Natchez Trace - Mile 0 to Mile 54.8

  Before starting a drive along the trace stop at the Natchez Visitor Center and pick up the Natchez Trace Parkway map published by the national park service. The map has every stop marked along with a short description and the exact mileage from the southern end. The road itself has brown mileage posts marking each mile so by following along with the map it’s easy to see exactly where you are.  I’m going to post the more interesting sites since there are over 100 places to stop and see along the way.

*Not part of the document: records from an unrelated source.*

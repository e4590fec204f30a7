//! Connection pool and database facade (§4.1, §4.2).

pub mod facade;
pub mod pool;

pub use facade::{Database, DatabaseError, EventRelayRecord, RelayMetadataRecord};
pub use pool::{BbQueryError as QueryError, ConnectionPool, ConnectionPoolError};

// The specification's §7 taxonomy distinguishes `ConnectionPoolError`
// (transient) from `QueryError` (permanent). `pool::QueryError` is the
// concrete permanent-failure type; `BbQueryError` wraps both into the
// facade-facing error surface and is re-exported here as `QueryError` so
// `crate::error::BigbrotrError` only needs one `#[from]` arm for database
// failures, matching the two-tier taxonomy from the outside while keeping
// the transient/permanent distinction available via `QueryError::Pool` /
// `QueryError::Query` for callers that need to branch on it (e.g. metrics
// labeling by error kind, §4.3).
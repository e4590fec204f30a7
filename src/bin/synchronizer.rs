use bigbrotr::config::{self, Secrets, SynchronizerConfig};
use bigbrotr::db::{ConnectionPool, Database};
use bigbrotr::lifecycle::{CycleOutcome, Lifecycle};
use bigbrotr::metrics::{self, ServiceMetrics};
use bigbrotr::services::synchronizer::Synchronizer;
use bigbrotr::ws::ProxyConfig;
use clap::Parser;
use std::path::PathBuf;
use std::sync::Arc;

#[derive(Parser)]
#[command(name = "synchronizer", about = "Archives events from validated relays")]
struct Args {
    #[arg(long, env = "BIGBROTR_CONFIG")]
    config: PathBuf,
    #[arg(long, default_value = "info")]
    log_level: String,
    #[arg(long)]
    once: bool,
    #[arg(long, env = "BIGBROTR_SOCKS5_ADDR")]
    socks5_addr: Option<String>,
}

#[tokio::main]
async fn main() -> anyhow::Result<()> {
    let args = Args::parse();
    std::env::set_var("RUST_LOG", &args.log_level);
    bigbrotr::init_tracing();

    let cfg: SynchronizerConfig = config::load(&args.config)?;
    cfg.service.validate()?;
    cfg.database.validate()?;
    let secrets = Secrets::from_env();

    let pool = ConnectionPool::connect(&cfg.database, "writer", secrets.writer_password()?).await?;
    let db = Database::new(pool, cfg.database.batch_max_size);
    db.migrate().await?;

    let metrics = Arc::new(ServiceMetrics::new("synchronizer"));
    let metrics_cfg = cfg.service.metrics.clone();
    tokio::spawn({
        let metrics = metrics.clone();
        async move {
            if let Err(e) = metrics::serve(&metrics_cfg, metrics).await {
                tracing::error!(target: "bigbrotr::synchronizer", error = %e, "metrics server exited");
            }
        }
    });

    let proxy = args.socks5_addr.map(|addr| ProxyConfig { socks5_addr: addr });
    let keys = secrets.nostr_keys()?;
    let service = Arc::new(Synchronizer::new(db, cfg.clone(), proxy, keys));
    let lifecycle = Lifecycle::new(
        service,
        cfg.service.interval(),
        cfg.service.max_consecutive_failures,
        metrics,
    );

    if args.once {
        let outcome = lifecycle.run_once().await;
        std::process::exit(if outcome == CycleOutcome::Success { 0 } else { 1 });
    }

    let shutdown = tokio::signal::ctrl_c();
    tokio::select! {
        _ = lifecycle.run_forever() => {}
        _ = shutdown => {
            tracing::info!(target: "bigbrotr::synchronizer", "received ctrl-c, shutting down");
            lifecycle.request_shutdown();
        }
    }

    Ok(())
}
//! NIP-66 geolocation probe (§4.8): MaxMind GeoLite2-City lookup + geohash.

use super::ProbeOutcome;
use maxminddb::geoip2;
use maxminddb::Reader;
use serde_json::json;
use std::net::IpAddr;

/// Looks `ip` up in an already-opened GeoLite2-City database (Monitor loads
/// and periodically refreshes one reader shared across probes; see
/// `services::monitor`).
pub fn probe(reader: &Reader<Vec<u8>>, ip: IpAddr) -> ProbeOutcome {
    let logs = vec![format!("looking up {ip}")];

    let city: geoip2::City = match reader.lookup(ip) {
        Ok(c) => c,
        Err(e) => return ProbeOutcome::failed(format!("lookup failed: {e}"), logs),
    };

    let lat = city.location.as_ref().and_then(|l| l.latitude);
    let lon = city.location.as_ref().and_then(|l| l.longitude);
    let country = city
        .country
        .as_ref()
        .and_then(|c| c.iso_code)
        .map(str::to_string);
    let city_name = city
        .city
        .as_ref()
        .and_then(|c| c.names.as_ref())
        .and_then(|n| n.get("en"))
        .map(|s| s.to_string());

    let geohash_str = match (lat, lon) {
        (Some(lat), Some(lon)) => geohash::encode(geohash::Coord { x: lon, y: lat }, 9).ok(),
        _ => None,
    };

    if country.is_none() && lat.is_none() {
        return ProbeOutcome::failed("no geolocation data for address", logs);
    }

    ProbeOutcome::ok(
        json!({
            "country": country,
            "city": city_name,
            "latitude": lat,
            "longitude": lon,
            "geohash": geohash_str,
        }),
        logs,
    )
}
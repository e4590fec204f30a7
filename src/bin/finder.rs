use bigbrotr::config::{self, FinderConfig, Secrets};
use bigbrotr::db::{ConnectionPool, Database};
use bigbrotr::lifecycle::Lifecycle;
use bigbrotr::metrics::{self, ServiceMetrics};
use bigbrotr::services::finder::Finder;
use clap::Parser;
use std::path::PathBuf;
use std::sync::Arc;

#[derive(Parser)]
#[command(name = "finder", about = "Grows the candidate relay pool")]
struct Args {
    #[arg(long, env = "BIGBROTR_CONFIG")]
    config: PathBuf,
    #[arg(long, default_value = "info")]
    log_level: String,
    #[arg(long)]
    once: bool,
}

#[tokio::main]
async fn main() -> anyhow::Result<()> {
    let args = Args::parse();
    std::env::set_var("RUST_LOG", &args.log_level);
    bigbrotr::init_tracing();

    let cfg: FinderConfig = config::load(&args.config)?;
    cfg.service.validate()?;
    cfg.database.validate()?;
    let secrets = Secrets::from_env();

    let pool = ConnectionPool::connect(&cfg.database, "writer", secrets.writer_password()?).await?;
    let db = Database::new(pool, cfg.database.batch_max_size);
    db.migrate().await?;

    let metrics = Arc::new(ServiceMetrics::new("finder"));
    let metrics_cfg = cfg.service.metrics.clone();
    tokio::spawn({
        let metrics = metrics.clone();
        async move {
            if let Err(e) = metrics::serve(&metrics_cfg, metrics).await {
                tracing::error!(target: "bigbrotr::finder", error = %e, "metrics server exited");
            }
        }
    });

    let service = Arc::new(Finder::new(db, cfg.clone()));
    let lifecycle = Lifecycle::new(
        service,
        cfg.service.interval(),
        cfg.service.max_consecutive_failures,
        metrics,
    );

    if args.once {
        let outcome = lifecycle.run_once().await;
        std::process::exit(if outcome == bigbrotr::lifecycle::CycleOutcome::Success {
            0
        } else {
            1
        });
    }

    let shutdown = tokio::signal::ctrl_c();
    tokio::select! {
        _ = lifecycle.run_forever() => {}
        _ = shutdown => {
            tracing::info!(target: "bigbrotr::finder", "received ctrl-c, shutting down");
            lifecycle.request_shutdown();
        }
    }

    Ok(())
}
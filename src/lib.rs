//! BigBrotr: a Nostr relay observatory.
//!
//! Five services — Finder, Validator, Monitor, Synchronizer, Seeder —
//! coordinate exclusively through PostgreSQL (§1, §2). This crate provides
//! the shared library they're built from: configuration, the validated
//! domain model, the connection pool and database facade, the service
//! lifecycle, the never-raising health probes, and the shared WebSocket
//! transport. Each service's binary lives under `src/bin/`.

pub mod config;
pub mod db;
pub mod error;
pub mod lifecycle;
pub mod metrics;
pub mod model;
pub mod probes;
pub mod services;
pub mod ws;

pub use error::{BigbrotrError, Result};

use once_cell::sync::OnceCell;
use tracing_subscriber::{filter::EnvFilter, fmt, prelude::*};

static TRACING_INIT: OnceCell<()> = OnceCell::new();

/// Initializes a global `tracing` subscriber, JSON-formatted to stdout with
/// an `EnvFilter` driven by `RUST_LOG` (default `info`). Idempotent: later
/// calls in the same process are no-ops.
pub fn init_tracing() {
    TRACING_INIT.get_or_init(|| {
        let filter = EnvFilter::try_from_default_env().unwrap_or_else(|_| EnvFilter::new("info"));
        tracing_subscriber::registry()
            .with(filter)
            .with(fmt::layer().json().with_target(true))
            .init();
    });
}
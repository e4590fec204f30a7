//! NIP-66 DNS resolution probe (§4.8): clearnet only.
//!
//! A, AAAA, CNAME, PTR, and NS (for the registered domain, via the public
//! suffix list) are each resolved independently — a failure or absence of
//! one record type never discards data already gathered from another.

use super::ProbeOutcome;
use serde_json::json;
use std::net::IpAddr;
use std::time::Duration;
use trust_dns_resolver::proto::rr::RecordType;
use trust_dns_resolver::config::{ResolverConfig, ResolverOpts};
use trust_dns_resolver::TokioAsyncResolver;

/// Resolves `host`'s A/AAAA/CNAME/PTR/NS records.
pub async fn probe(host: &str, timeout: Duration) -> ProbeOutcome {
    let mut logs = vec![format!("resolving {host}")];
    let resolver = TokioAsyncResolver::tokio(ResolverConfig::default(), ResolverOpts::default());

    let (v4, v6) = match tokio::time::timeout(timeout, resolver.lookup_ip(host)).await {
        Ok(Ok(lookup)) => {
            let mut v4 = Vec::new();
            let mut v6 = Vec::new();
            for ip in lookup.iter() {
                match ip {
                    IpAddr::V4(a) => v4.push(a.to_string()),
                    IpAddr::V6(a) => v6.push(a.to_string()),
                }
            }
            logs.push(format!("resolved {} A, {} AAAA", v4.len(), v6.len()));
            (v4, v6)
        }
        Ok(Err(e)) => {
            logs.push(format!("A/AAAA lookup failed: {e}"));
            (Vec::new(), Vec::new())
        }
        Err(_) => {
            logs.push("A/AAAA lookup timed out".to_string());
            (Vec::new(), Vec::new())
        }
    };

    let cname = match tokio::time::timeout(timeout, resolver.lookup(host, RecordType::CNAME)).await
    {
        Ok(Ok(lookup)) => {
            let names: Vec<String> = lookup
                .iter()
                .filter_map(|r| r.as_cname().map(|n| n.to_string()))
                .collect();
            logs.push(format!("resolved {} CNAME", names.len()));
            names
        }
        Ok(Err(e)) => {
            logs.push(format!("CNAME lookup failed: {e}"));
            Vec::new()
        }
        Err(_) => {
            logs.push("CNAME lookup timed out".to_string());
            Vec::new()
        }
    };

    let ptr = match v4.first().or_else(|| v6.first()).and_then(|s| s.parse::<IpAddr>().ok()) {
        Some(ip) => match tokio::time::timeout(timeout, resolver.reverse_lookup(ip)).await {
            Ok(Ok(lookup)) => {
                let names: Vec<String> = lookup.iter().map(|n| n.to_string()).collect();
                logs.push(format!("resolved {} PTR", names.len()));
                names
            }
            Ok(Err(e)) => {
                logs.push(format!("PTR lookup failed: {e}"));
                Vec::new()
            }
            Err(_) => {
                logs.push("PTR lookup timed out".to_string());
                Vec::new()
            }
        },
        None => {
            logs.push("no resolved address to reverse-lookup".to_string());
            Vec::new()
        }
    };

    let registered_domain = psl::domain_str(host).unwrap_or(host);
    let ns = match tokio::time::timeout(timeout, resolver.ns_lookup(registered_domain)).await {
        Ok(Ok(lookup)) => {
            let names: Vec<String> = lookup.iter().map(|n| n.to_string()).collect();
            logs.push(format!("resolved {} NS for {registered_domain}", names.len()));
            names
        }
        Ok(Err(e)) => {
            logs.push(format!("NS lookup for {registered_domain} failed: {e}"));
            Vec::new()
        }
        Err(_) => {
            logs.push(format!("NS lookup for {registered_domain} timed out"));
            Vec::new()
        }
    };

    if v4.is_empty() && v6.is_empty() {
        return ProbeOutcome::failed("no A/AAAA addresses returned", logs);
    }

    ProbeOutcome::ok(
        json!({
            "a": v4,
            "aaaa": v6,
            "cname": cname,
            "ptr": ptr,
            "ns": ns,
            "registered_domain": registered_domain,
        }),
        logs,
    )
}
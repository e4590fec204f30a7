//! Never-raising health probes (§4.8).
//!
//! Every probe in this module returns a [`ProbeOutcome`] instead of
//! propagating an error: a probe failure is relay-reported data, not a
//! service fault. Callers that want to branch on "did the probe fail" check
//! `outcome.success`; `outcome.data` is only meaningful when it's `true`.

pub mod dns;
pub mod geo;
pub mod http;
pub mod net;
pub mod nip11;
pub mod rtt;
pub mod ssl;

use serde_json::Value;

/// The outcome of a single probe invocation (§4.8). `logs` accumulates
/// human-readable steps taken, useful for diagnosing why a relay failed a
/// check without needing to reproduce it.
#[derive(Debug, Clone)]
pub struct ProbeOutcome {
    pub success: bool,
    pub data: Value,
    pub reason: Option<String>,
    pub logs: Vec<String>,
}

impl ProbeOutcome {
    pub fn ok(data: Value, logs: Vec<String>) -> Self {
        Self {
            success: true,
            data,
            reason: None,
            logs,
        }
    }

    /// A failed probe still returns `Ok` at the Rust level; `reason`
    /// defaults to the `Display` of whatever error was classified, per the
    /// "never raise" contract (§4.8, and the open question resolved in
    /// SPEC_FULL.md §12).
    pub fn failed(reason: impl Into<String>, logs: Vec<String>) -> Self {
        Self {
            success: false,
            data: Value::Null,
            reason: Some(reason.into()),
            logs,
        }
    }
}
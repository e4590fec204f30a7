//! Canonical JSON serialization used for content-addressing (§3, §9).
//!
//! Canonical form: object keys sorted lexicographically at every nesting
//! level, no insignificant whitespace. Stability under key reordering and
//! under `clone()` is relied on by [`crate::model::metadata::Metadata`].

use serde_json::Value;

/// Renders `value` as canonical JSON: sorted object keys, no whitespace.
///
/// Arrays preserve element order (order is semantically meaningful);
/// objects are reordered by key. This mirrors `json.dumps(x, sort_keys=True,
/// separators=(",", ":"))` from the source implementation.
pub fn canonical_json(value: &Value) -> String {
    let mut out = String::new();
    write_canonical(value, &mut out);
    out
}

fn write_canonical(value: &Value, out: &mut String) {
    match value {
        Value::Null => out.push_str("null"),
        Value::Bool(b) => out.push_str(if *b { "true" } else { "false" }),
        Value::Number(n) => out.push_str(&n.to_string()),
        Value::String(s) => {
            out.push_str(&serde_json::to_string(s).expect("string serialization is infallible"))
        }
        Value::Array(items) => {
            out.push('[');
            for (i, item) in items.iter().enumerate() {
                if i > 0 {
                    out.push(',');
                }
                write_canonical(item, out);
            }
            out.push(']');
        }
        Value::Object(map) => {
            out.push('{');
            let mut keys: Vec<&String> = map.keys().collect();
            keys.sort();
            for (i, key) in keys.iter().enumerate() {
                if i > 0 {
                    out.push(',');
                }
                out.push_str(&serde_json::to_string(key).expect("string serialization is infallible"));
                out.push(':');
                write_canonical(&map[*key], out);
            }
            out.push('}');
        }
    }
}

#[cfg(test)]
mod tests {
    use super::*;
    use serde_json::json;

    #[test]
    fn key_order_does_not_affect_output() {
        let a = json!({"b": 1, "a": [{"y": 2, "x": 1}]});
        let b = json!({"a": [{"x": 1, "y": 2}], "b": 1});
        assert_eq!(canonical_json(&a), canonical_json(&b));
    }

    #[test]
    fn array_order_is_preserved() {
        let a = json!({"a": [1, 2, 3]});
        let b = json!({"a": [3, 2, 1]});
        assert_ne!(canonical_json(&a), canonical_json(&b));
    }

    #[test]
    fn stable_under_clone() {
        let a = json!({"z": 1, "a": 2, "m": [1, 2, {"q": 1, "p": 2}]});
        let cloned = a.clone();
        assert_eq!(canonical_json(&a), canonical_json(&cloned));
    }
}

Mile 5.1  Elizabeth Female Academy Site – The first school of higher learning for women in Mississippi. Founded in 1818 and closed in 1845 when the capital moved to Jackson. A short, paved, and accessible trail leads to the school ruins.
 Mile 10.3   Emerald Mound – The second largest temple mound built in the US. Built and used from 1300 – 1600. The opening in the gate is not wide enough for wheelchairs.The paved trail to the top is very steep.
Mile 12.4   Loess Bluff – Fine soil blown south from the plains and deposited in Mississippi during the ice ages. Loess is very fertile but easily eroded.
Mile 15.5   Mount Locust Plantation and Inn - built in 1780 and the only surviving inn of more than 50 built along the trace. A paved accessible trail leads to a view of the simple plantation house which is not accessible due to steps.
  Detour! The Windsor Ruins is a must stop. This is the antebellum mansion that Sherman DIDN’T burn.  It was accidently burnt in 1890 and the only things left are the concrete and brick columns and iron railings. It would cost almost 5 million dollars to build today. The road to the mansion was closed at the southern end so we went to Port Gibson and took Carroll Street to Rodney Road to get to the mansion ruins from the north. Parking area is large enough for RVs.
Mile 54.8  Rocky Springs Campground and Old Town Site- Free 22 site campground with paved parking pads and restrooms. Most of the sites are pull through and large enough for any RV. The accessible site has concrete under the table which has an extended top.
   The town site has a packed gravel trail to a church built in 1837 and still in use today. Another trail winds through the town site and past a couple of old safes. The trail to the church overlooks ravines caused by poor farming practices. The church trail is accessible with assistance. The town trail is not accessible.
Trace  31.54599, -91.36809


  1. Were any of the free campgrounds full? I sure would love to travel the Trace, but not on a bicycle like my brother did. :-)

    1. Only Jeff Busby. We got the last site but before we found it another camper offered to share his site with us. Of course later in the year they may fill faster. We were a little early for the spring beauty.

      Bicycling would be great! There are a few more campgrounds just for bikers along the route so you don't have to go very far each day.